## What to do
Could you set down exactly the lines of the data below, starting at the one that holds "repository 2a547f9421fe1e73" and ending at the one that holds "pub const fn new(stride: usize)", both included, and only those?

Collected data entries
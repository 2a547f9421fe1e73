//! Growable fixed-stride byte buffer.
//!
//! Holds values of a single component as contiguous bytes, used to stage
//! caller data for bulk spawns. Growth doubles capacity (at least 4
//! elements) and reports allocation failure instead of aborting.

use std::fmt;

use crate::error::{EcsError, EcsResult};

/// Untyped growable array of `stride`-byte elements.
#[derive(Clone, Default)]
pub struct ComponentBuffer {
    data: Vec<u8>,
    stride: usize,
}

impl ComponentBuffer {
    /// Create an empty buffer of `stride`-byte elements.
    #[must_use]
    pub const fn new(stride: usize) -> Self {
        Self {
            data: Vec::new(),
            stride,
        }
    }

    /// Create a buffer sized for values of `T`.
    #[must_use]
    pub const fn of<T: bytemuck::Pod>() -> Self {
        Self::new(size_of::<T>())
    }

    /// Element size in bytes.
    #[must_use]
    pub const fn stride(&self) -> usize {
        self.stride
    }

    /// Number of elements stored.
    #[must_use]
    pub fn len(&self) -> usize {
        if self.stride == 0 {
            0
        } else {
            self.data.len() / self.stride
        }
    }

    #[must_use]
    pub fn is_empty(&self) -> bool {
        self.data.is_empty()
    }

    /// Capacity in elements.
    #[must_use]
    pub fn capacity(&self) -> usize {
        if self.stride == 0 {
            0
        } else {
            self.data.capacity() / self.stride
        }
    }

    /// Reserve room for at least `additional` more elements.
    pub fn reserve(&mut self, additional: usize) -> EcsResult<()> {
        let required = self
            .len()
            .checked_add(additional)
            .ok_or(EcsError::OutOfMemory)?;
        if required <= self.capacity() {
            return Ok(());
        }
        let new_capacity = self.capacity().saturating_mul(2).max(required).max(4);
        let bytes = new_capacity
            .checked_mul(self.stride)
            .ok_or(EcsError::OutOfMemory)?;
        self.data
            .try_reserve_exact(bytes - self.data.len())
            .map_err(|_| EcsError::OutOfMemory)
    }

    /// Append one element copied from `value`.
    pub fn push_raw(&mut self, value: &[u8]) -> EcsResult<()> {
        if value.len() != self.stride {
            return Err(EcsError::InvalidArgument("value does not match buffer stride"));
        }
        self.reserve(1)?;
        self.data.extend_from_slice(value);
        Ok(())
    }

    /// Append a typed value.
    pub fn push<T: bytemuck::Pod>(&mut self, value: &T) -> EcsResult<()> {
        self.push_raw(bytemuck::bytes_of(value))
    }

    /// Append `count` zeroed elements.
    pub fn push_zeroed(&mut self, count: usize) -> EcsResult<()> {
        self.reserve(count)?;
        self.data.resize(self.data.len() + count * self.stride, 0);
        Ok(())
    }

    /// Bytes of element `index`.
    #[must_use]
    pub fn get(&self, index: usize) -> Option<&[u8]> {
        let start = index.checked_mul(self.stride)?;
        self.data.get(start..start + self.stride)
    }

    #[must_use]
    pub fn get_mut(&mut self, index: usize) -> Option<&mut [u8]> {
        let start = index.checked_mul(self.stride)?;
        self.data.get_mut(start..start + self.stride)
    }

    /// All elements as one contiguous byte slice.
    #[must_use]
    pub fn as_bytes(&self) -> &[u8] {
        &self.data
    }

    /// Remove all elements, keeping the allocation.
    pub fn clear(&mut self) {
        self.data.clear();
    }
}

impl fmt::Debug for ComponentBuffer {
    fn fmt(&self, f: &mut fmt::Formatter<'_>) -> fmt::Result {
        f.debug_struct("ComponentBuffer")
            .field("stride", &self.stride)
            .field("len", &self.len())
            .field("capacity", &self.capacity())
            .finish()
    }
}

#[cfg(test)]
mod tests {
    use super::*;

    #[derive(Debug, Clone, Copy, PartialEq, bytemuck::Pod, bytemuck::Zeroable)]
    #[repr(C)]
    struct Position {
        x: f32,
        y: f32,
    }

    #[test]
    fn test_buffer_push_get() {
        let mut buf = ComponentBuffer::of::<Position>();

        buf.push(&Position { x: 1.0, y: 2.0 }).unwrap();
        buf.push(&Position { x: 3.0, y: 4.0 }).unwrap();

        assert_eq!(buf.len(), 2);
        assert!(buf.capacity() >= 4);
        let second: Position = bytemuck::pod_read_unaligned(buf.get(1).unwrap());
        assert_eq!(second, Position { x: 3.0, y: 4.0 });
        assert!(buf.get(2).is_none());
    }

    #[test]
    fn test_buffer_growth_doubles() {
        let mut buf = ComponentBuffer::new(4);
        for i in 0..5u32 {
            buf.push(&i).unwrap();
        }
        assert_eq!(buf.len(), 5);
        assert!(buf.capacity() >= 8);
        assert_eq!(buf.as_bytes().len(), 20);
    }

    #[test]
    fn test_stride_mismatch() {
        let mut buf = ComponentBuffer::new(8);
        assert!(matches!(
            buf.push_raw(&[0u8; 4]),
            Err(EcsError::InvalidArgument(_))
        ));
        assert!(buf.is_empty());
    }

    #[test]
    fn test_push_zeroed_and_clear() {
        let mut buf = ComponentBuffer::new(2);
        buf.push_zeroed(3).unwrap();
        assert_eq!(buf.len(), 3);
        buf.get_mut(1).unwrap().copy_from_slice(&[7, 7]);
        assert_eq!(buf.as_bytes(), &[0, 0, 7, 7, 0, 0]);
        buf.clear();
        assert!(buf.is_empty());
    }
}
--
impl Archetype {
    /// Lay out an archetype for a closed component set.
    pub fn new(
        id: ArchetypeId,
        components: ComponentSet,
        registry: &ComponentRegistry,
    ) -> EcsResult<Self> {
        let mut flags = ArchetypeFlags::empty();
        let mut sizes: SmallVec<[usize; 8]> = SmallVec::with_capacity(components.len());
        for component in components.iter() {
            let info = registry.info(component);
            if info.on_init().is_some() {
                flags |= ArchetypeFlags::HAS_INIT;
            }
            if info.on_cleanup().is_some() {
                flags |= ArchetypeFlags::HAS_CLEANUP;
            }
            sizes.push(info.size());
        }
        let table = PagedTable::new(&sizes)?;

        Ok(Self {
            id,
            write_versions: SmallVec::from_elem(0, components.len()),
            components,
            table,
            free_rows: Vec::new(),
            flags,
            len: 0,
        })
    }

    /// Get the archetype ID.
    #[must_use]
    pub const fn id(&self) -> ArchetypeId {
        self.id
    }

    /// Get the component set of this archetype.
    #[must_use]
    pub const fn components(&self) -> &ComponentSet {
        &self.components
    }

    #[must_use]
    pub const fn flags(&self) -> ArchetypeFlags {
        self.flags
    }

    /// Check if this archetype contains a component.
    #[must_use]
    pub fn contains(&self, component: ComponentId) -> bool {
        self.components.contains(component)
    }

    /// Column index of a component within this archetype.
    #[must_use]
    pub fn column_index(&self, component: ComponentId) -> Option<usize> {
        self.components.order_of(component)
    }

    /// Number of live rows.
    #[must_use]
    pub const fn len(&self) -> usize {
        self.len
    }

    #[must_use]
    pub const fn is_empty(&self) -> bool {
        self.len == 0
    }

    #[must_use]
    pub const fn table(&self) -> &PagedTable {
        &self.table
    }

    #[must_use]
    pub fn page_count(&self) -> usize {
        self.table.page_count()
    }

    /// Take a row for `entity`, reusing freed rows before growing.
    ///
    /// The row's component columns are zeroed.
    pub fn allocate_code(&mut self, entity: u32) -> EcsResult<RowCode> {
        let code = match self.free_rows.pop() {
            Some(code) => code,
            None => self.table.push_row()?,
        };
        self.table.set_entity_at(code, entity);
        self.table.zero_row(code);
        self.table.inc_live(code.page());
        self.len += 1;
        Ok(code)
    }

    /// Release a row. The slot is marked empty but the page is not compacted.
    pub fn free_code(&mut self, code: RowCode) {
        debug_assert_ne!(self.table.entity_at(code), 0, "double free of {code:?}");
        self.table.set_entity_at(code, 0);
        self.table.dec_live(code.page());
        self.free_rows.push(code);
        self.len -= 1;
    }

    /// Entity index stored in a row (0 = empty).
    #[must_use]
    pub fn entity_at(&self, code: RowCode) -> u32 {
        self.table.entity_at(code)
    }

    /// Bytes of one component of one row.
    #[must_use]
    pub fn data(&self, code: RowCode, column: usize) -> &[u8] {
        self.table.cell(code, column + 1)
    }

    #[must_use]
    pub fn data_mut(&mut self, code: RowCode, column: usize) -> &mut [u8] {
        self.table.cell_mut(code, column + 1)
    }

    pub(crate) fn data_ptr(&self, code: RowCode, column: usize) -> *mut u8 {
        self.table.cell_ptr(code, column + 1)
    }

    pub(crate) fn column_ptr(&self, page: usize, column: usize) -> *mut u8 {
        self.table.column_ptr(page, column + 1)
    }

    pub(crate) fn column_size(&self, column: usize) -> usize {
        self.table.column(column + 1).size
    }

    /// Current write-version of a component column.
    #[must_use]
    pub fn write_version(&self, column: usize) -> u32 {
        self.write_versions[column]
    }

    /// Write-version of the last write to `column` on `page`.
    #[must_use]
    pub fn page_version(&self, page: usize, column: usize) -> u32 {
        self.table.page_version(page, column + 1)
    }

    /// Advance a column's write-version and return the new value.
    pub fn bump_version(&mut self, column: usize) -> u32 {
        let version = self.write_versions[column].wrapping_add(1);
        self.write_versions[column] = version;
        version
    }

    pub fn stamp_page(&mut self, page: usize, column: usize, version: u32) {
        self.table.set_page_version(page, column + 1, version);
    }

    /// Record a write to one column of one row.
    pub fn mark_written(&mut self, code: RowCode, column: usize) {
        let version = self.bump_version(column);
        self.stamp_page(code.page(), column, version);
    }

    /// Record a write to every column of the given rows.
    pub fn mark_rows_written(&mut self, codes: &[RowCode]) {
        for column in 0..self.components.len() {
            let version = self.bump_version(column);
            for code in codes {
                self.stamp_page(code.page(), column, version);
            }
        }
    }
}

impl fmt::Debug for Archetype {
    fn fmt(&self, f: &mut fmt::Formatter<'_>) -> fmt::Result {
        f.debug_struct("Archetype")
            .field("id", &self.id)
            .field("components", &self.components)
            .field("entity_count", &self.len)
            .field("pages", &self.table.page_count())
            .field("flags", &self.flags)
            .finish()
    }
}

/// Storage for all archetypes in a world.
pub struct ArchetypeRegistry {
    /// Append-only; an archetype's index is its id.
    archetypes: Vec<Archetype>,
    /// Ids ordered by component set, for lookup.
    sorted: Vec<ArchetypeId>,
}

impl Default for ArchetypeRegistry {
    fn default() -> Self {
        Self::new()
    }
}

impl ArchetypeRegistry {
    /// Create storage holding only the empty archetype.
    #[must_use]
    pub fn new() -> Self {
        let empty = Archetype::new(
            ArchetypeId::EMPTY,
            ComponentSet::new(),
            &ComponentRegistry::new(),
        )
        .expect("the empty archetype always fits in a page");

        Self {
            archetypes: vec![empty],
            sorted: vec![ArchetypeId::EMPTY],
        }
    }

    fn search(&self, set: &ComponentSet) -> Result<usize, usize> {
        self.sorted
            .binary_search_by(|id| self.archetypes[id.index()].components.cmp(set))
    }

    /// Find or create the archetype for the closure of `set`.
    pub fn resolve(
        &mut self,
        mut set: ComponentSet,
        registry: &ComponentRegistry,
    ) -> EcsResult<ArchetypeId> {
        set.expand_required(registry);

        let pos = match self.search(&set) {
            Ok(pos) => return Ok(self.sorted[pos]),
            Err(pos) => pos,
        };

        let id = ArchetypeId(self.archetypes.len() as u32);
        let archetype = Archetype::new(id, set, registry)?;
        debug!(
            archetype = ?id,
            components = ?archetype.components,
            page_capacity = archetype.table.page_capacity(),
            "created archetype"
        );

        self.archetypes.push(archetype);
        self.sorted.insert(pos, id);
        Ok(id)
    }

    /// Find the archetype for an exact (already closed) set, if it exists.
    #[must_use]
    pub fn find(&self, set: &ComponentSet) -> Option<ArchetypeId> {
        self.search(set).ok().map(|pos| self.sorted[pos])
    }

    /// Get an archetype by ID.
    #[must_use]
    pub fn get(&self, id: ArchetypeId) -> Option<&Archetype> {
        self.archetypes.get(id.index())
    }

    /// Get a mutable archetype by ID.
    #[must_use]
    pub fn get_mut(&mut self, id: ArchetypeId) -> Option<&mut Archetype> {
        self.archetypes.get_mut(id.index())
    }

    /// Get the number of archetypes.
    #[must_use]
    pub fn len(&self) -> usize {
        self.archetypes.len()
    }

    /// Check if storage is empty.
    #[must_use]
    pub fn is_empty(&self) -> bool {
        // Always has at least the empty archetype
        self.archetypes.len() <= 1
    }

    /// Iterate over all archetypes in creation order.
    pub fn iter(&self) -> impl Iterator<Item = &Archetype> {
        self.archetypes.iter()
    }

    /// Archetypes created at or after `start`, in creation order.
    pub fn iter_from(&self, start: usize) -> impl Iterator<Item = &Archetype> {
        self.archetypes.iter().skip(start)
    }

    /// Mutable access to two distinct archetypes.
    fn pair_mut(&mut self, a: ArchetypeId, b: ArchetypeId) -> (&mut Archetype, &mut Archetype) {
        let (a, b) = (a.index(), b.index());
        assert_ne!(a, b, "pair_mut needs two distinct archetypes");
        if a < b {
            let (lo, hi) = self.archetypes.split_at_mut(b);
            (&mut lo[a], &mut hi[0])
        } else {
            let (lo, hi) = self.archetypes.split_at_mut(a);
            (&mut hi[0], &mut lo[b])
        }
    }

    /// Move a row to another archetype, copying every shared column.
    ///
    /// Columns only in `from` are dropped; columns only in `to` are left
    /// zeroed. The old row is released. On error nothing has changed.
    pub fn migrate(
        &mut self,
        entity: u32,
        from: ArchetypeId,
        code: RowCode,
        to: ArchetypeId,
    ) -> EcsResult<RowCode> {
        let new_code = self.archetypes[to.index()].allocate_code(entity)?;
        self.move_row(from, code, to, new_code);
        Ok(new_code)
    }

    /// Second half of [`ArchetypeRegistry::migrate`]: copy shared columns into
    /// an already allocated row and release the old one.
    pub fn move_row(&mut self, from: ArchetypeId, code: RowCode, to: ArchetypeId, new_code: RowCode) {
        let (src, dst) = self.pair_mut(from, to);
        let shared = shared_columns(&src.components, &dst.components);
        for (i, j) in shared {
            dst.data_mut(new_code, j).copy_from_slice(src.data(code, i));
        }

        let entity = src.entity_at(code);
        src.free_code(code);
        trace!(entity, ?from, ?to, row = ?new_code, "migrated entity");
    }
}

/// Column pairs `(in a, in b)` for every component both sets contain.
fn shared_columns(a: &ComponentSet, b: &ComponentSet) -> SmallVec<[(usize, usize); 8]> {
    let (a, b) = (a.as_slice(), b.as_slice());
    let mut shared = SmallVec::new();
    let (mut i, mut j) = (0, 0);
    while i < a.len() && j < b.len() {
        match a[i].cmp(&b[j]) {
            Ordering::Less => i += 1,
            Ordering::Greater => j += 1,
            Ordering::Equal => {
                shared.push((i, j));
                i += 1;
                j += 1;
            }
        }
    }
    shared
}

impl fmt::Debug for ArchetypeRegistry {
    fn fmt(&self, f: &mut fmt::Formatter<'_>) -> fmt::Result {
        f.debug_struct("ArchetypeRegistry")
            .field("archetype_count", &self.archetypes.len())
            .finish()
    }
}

## Exercise output
repository 2a547f9421fe1e73
//! Growable fixed-stride byte buffer.
//!
//! Holds values of a single component as contiguous bytes, used to stage
//! caller data for bulk spawns. Growth doubles capacity (at least 4
//! elements) and reports allocation failure instead of aborting.

use std::fmt;

use crate::error::{EcsError, EcsResult};

/// Untyped growable array of `stride`-byte elements.
#[derive(Clone, Default)]
pub struct ComponentBuffer {
    data: Vec<u8>,
    stride: usize,
}

impl ComponentBuffer {
    /// Create an empty buffer of `stride`-byte elements.
    #[must_use]
    pub const fn new(stride: usize) -> Self {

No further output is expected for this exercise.